[Data structure] Hash table - C language

1. Introduction

The transliteration of hash table is called hash table, also called hash table. It is an applicationCharacteristics of array subscript indexing, an extended data structure.

 We all know that the time complexity of obtaining the target value through array subscript indexing is O(1) , and the hash table gives the subscript some special meaning.
比如: Open another array , change the subscript to the target value, change the target value to the subscript, and store it .
 If you want to know the subscript of the target value, just use the target value to index, and the time complexity is O(1) . 但是Since space is opened up to store information, the space complexity is O(N) .
 So the index value is called Key , and the value indexed by Key is called val.

Here is a list of hash uses that bloggers have encountered so far~

  1. Eliminate the increase in time complexity caused by character order - anagrams (may need to be used in conjunction with double pointers)
  2. Through the specified value, find its position - subscript (array) / address (data structure such as singly linked list) (insertion, deletion and random access are all O(1) containers)
  3. Record the number of occurrences of the specified value - find the length of a continuous and different XX (can be a character or an integer)
  4. Treat a data type as a hash table - the maximum product of word lengths

Of course, if you are interested in these questions, you can check out my column: Jianzhi Offer Special Breakthrough Edition

In order to facilitate the search, let me say a few more words here, the 4th chapter - in the integer chapter , the 1st chapter - the string chapter, the 2nd chapter - the hash table chapter.

2. Storage method

 Why talk about storage methods?
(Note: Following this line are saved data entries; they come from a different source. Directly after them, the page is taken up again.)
//! CORS middleware configuration for the browser frontend.

use actix_cors::Cors;
use actix_web::http::{header, Method};
use std::env;

/// Creates a CORS middleware instance configured for the current
/// environment.
///
/// Development allows any origin for easy local testing; production
/// restricts origins to the comma-separated `ALLOWED_ORIGINS` list.
pub fn create_cors() -> Cors {
    let environment = env::var("ENVIRONMENT").unwrap_or_else(|_| "development".to_string());
    let max_age = env::var("CORS_MAX_AGE")
        .unwrap_or_else(|_| "3600".to_string())
        .parse::<usize>()
        .unwrap_or(3600);

    if environment == "production" {
        create_production_cors(max_age)
    } else {
        create_development_cors(max_age)
    }
}

fn create_development_cors(max_age: usize) -> Cors {
    log::info!("configuring CORS for development environment");

    Cors::default()
        .allow_any_origin()
        .allowed_methods(vec![Method::GET, Method::POST, Method::OPTIONS])
        .allowed_headers(vec![header::AUTHORIZATION, header::CONTENT_TYPE, header::ACCEPT])
        .max_age(max_age)
}

fn create_production_cors(max_age: usize) -> Cors {
    log::info!("configuring CORS for production environment");

    let allowed_origins = env::var("ALLOWED_ORIGINS").unwrap_or_default();

    let mut cors = Cors::default()
        .allowed_methods(vec![Method::GET, Method::POST, Method::OPTIONS])
        .allowed_headers(vec![header::AUTHORIZATION, header::CONTENT_TYPE, header::ACCEPT])
        .max_age(max_age);

    for origin in allowed_origins.split(',').map(str::trim).filter(|o| !o.is_empty()) {
        cors = cors.allowed_origin(origin);
    }

    cors
}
Mainly to solve the problem of conflicts in the hash table . When will conflicts occur? Mainly related to the implementation of hash functions.

比如: We want to store [10, 1] where 10 is the target value in the original array and 1 is the subscript. When swapping positions in the hash table, 10 is the index value and 1 is the target value. So how to store the index? Generally we will map it to a position , for example, 10%10 here is 0 , and store it at the 0 subscript of the hash table.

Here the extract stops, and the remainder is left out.